/---
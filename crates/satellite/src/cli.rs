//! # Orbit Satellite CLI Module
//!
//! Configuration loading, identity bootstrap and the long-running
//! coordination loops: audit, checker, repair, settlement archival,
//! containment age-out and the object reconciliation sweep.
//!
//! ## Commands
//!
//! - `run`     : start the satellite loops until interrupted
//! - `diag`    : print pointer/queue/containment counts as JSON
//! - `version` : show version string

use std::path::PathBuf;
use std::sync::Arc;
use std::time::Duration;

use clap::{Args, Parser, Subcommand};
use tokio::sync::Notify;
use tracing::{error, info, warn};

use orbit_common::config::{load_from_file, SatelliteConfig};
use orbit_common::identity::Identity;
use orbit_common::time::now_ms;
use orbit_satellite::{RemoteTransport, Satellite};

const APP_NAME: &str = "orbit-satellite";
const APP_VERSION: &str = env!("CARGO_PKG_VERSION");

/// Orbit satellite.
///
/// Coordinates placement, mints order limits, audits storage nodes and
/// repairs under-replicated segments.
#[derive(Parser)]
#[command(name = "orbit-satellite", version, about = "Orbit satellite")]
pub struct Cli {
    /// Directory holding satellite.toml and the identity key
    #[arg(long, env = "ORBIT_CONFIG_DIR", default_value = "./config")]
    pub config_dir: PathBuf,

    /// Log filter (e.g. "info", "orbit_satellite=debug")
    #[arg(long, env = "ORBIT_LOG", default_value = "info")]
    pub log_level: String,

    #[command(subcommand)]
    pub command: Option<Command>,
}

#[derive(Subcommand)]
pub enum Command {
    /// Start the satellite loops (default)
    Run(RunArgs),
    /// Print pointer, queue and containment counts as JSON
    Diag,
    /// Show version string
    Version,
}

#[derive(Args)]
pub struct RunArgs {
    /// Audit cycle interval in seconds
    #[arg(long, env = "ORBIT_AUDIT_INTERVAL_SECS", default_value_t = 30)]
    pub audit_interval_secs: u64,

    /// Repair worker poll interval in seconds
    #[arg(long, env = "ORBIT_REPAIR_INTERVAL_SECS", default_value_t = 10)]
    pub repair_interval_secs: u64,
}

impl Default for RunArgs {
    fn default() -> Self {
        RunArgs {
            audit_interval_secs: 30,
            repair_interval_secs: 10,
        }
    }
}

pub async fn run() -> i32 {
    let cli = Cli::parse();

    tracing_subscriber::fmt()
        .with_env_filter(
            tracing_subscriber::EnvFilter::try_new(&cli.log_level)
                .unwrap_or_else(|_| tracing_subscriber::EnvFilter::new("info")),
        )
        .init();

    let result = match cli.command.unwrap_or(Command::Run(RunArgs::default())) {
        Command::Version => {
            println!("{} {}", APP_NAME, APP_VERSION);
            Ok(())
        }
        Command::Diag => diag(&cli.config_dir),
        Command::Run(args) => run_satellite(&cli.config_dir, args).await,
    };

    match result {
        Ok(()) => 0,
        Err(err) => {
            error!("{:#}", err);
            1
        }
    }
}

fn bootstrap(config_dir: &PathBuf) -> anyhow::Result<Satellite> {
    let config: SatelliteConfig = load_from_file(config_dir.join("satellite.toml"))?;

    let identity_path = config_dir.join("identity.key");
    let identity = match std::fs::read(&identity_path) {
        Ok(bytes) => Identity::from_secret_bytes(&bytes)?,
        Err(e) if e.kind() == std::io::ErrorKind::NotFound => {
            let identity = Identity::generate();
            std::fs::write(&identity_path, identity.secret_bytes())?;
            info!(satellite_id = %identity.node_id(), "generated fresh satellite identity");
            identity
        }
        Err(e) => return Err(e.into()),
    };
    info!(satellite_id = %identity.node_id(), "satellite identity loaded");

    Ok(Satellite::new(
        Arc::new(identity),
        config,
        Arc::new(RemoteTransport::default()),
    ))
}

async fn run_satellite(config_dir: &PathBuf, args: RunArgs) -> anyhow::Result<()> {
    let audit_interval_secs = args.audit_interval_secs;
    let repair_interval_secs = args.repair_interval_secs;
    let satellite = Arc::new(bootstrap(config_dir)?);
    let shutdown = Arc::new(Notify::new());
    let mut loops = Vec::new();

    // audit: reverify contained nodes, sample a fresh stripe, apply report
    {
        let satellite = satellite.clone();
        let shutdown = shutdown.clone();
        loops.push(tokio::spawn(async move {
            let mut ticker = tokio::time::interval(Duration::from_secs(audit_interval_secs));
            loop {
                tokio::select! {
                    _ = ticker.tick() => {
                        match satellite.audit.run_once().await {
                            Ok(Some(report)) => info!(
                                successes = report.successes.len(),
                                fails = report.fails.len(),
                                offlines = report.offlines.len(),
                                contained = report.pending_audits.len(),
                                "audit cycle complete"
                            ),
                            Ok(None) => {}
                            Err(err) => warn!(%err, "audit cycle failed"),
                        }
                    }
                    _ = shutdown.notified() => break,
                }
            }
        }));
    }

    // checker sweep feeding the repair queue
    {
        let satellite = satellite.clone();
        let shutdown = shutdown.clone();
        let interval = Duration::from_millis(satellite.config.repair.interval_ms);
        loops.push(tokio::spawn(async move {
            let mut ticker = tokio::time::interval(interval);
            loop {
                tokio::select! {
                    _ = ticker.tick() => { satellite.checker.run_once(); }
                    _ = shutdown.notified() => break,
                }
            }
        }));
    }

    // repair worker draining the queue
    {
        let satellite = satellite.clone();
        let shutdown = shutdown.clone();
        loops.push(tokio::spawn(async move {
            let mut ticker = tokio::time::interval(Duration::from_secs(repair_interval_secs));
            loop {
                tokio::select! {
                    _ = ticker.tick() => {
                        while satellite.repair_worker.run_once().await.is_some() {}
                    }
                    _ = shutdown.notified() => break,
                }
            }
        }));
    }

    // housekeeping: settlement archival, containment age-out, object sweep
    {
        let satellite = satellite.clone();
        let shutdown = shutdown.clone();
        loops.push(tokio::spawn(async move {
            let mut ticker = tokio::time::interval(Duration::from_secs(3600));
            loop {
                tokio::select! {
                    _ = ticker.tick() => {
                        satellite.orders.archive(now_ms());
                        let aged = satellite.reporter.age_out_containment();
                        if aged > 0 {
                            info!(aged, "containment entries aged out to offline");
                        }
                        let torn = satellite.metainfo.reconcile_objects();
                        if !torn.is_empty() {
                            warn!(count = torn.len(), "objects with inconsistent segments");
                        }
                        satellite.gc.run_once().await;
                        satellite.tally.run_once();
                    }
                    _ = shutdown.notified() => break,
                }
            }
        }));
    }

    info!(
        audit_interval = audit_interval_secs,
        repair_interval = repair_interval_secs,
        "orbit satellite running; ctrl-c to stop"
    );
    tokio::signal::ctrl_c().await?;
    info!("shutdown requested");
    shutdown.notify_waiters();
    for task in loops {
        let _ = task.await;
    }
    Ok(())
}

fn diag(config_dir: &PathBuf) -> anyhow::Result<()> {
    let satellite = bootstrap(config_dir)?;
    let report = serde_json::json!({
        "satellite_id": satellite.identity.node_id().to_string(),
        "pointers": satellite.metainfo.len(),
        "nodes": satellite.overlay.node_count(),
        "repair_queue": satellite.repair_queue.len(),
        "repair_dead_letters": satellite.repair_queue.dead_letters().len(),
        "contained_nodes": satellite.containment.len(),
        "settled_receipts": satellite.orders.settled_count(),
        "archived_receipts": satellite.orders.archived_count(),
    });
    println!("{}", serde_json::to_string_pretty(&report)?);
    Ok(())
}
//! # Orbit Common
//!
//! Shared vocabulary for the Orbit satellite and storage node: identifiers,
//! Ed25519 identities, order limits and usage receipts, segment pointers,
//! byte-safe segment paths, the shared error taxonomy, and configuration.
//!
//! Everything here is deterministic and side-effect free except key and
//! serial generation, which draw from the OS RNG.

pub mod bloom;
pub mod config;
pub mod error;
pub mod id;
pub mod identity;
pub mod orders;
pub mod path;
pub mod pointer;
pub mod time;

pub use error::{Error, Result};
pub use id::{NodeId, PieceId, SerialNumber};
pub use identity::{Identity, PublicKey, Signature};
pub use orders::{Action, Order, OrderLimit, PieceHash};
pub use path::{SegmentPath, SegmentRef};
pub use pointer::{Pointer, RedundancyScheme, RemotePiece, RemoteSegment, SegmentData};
\---
/---
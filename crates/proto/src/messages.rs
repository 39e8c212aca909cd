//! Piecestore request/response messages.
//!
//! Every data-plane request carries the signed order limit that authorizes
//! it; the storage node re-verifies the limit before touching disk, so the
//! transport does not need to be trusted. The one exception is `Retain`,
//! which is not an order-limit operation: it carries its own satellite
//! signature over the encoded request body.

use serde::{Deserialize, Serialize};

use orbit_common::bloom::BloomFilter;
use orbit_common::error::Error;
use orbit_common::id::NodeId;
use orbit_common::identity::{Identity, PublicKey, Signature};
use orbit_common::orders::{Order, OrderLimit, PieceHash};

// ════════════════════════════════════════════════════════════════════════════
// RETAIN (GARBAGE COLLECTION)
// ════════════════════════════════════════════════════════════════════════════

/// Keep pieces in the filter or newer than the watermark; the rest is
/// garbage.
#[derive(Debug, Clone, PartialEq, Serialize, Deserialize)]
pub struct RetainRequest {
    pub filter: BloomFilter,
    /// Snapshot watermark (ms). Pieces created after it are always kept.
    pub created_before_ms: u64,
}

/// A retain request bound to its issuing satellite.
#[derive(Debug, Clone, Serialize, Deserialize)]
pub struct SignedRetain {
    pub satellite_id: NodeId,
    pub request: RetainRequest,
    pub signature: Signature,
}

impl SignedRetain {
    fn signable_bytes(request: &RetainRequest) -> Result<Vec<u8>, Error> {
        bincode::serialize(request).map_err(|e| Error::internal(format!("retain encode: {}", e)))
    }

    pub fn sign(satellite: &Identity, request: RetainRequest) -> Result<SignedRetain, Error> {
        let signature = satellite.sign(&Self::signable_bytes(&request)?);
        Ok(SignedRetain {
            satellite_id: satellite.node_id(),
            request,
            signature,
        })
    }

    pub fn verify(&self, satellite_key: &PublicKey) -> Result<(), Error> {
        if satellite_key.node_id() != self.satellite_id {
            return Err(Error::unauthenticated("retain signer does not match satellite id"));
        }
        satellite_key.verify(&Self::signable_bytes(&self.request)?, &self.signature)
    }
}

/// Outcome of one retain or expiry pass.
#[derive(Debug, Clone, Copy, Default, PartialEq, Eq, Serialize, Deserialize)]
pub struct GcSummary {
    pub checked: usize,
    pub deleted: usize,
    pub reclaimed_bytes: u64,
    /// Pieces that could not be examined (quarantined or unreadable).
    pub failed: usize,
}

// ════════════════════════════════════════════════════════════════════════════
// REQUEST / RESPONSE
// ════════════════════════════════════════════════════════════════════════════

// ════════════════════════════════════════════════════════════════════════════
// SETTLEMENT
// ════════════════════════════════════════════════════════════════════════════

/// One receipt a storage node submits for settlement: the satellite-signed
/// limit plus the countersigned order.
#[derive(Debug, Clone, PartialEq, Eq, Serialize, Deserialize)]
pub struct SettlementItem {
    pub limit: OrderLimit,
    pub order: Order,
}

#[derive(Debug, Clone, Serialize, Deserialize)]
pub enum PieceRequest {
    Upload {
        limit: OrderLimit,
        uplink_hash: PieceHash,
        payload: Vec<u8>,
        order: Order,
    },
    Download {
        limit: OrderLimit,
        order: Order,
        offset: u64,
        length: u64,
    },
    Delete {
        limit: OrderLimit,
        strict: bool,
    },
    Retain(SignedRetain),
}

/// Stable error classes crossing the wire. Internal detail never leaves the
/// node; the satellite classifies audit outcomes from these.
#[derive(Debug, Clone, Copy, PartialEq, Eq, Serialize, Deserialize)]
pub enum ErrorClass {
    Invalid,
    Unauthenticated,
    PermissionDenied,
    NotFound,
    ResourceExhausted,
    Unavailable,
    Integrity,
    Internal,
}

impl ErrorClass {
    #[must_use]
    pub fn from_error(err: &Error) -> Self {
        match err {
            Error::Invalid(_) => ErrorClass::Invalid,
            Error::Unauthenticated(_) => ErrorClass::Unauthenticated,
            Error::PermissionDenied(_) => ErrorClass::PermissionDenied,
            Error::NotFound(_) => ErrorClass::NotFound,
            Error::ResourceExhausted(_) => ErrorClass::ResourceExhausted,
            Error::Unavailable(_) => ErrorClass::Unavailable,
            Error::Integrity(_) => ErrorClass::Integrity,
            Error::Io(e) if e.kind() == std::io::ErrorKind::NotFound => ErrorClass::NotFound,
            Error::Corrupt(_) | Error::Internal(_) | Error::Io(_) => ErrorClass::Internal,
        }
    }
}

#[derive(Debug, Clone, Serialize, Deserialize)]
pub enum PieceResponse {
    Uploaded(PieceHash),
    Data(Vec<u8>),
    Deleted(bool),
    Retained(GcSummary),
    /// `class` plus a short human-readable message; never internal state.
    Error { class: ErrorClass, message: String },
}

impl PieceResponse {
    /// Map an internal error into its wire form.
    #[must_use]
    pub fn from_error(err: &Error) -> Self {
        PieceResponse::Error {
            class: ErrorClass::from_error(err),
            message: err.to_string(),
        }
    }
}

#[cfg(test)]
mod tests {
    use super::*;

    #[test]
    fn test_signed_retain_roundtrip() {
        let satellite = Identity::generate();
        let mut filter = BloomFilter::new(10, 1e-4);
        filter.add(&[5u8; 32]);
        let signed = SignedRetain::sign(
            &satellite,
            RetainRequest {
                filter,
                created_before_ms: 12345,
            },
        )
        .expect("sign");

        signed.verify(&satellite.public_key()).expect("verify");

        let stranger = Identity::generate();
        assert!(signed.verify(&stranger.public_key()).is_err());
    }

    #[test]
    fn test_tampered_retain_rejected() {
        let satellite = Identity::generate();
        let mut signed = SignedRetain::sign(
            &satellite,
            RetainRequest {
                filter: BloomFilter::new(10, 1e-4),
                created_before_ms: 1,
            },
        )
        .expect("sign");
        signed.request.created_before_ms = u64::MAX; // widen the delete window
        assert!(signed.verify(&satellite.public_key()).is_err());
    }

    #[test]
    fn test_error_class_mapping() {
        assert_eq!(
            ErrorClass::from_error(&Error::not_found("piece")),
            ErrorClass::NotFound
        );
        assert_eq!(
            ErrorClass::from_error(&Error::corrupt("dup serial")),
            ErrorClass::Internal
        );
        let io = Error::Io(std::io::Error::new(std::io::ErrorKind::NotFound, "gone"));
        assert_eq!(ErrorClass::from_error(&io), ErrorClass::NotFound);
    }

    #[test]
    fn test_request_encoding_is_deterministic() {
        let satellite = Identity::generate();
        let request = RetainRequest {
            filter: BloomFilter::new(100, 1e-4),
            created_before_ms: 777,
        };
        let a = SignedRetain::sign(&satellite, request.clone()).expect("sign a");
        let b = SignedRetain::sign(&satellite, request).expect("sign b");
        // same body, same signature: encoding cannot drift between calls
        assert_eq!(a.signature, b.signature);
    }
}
\---
* **WORK TO BE COMPLETED**: Return a copy of each line in the records above that has "stranger" in it.

* **OUTPUT OF THE EXERCISE**:
        let stranger = Identity::generate();
        assert!(signed.verify(&stranger.public_key()).is_err());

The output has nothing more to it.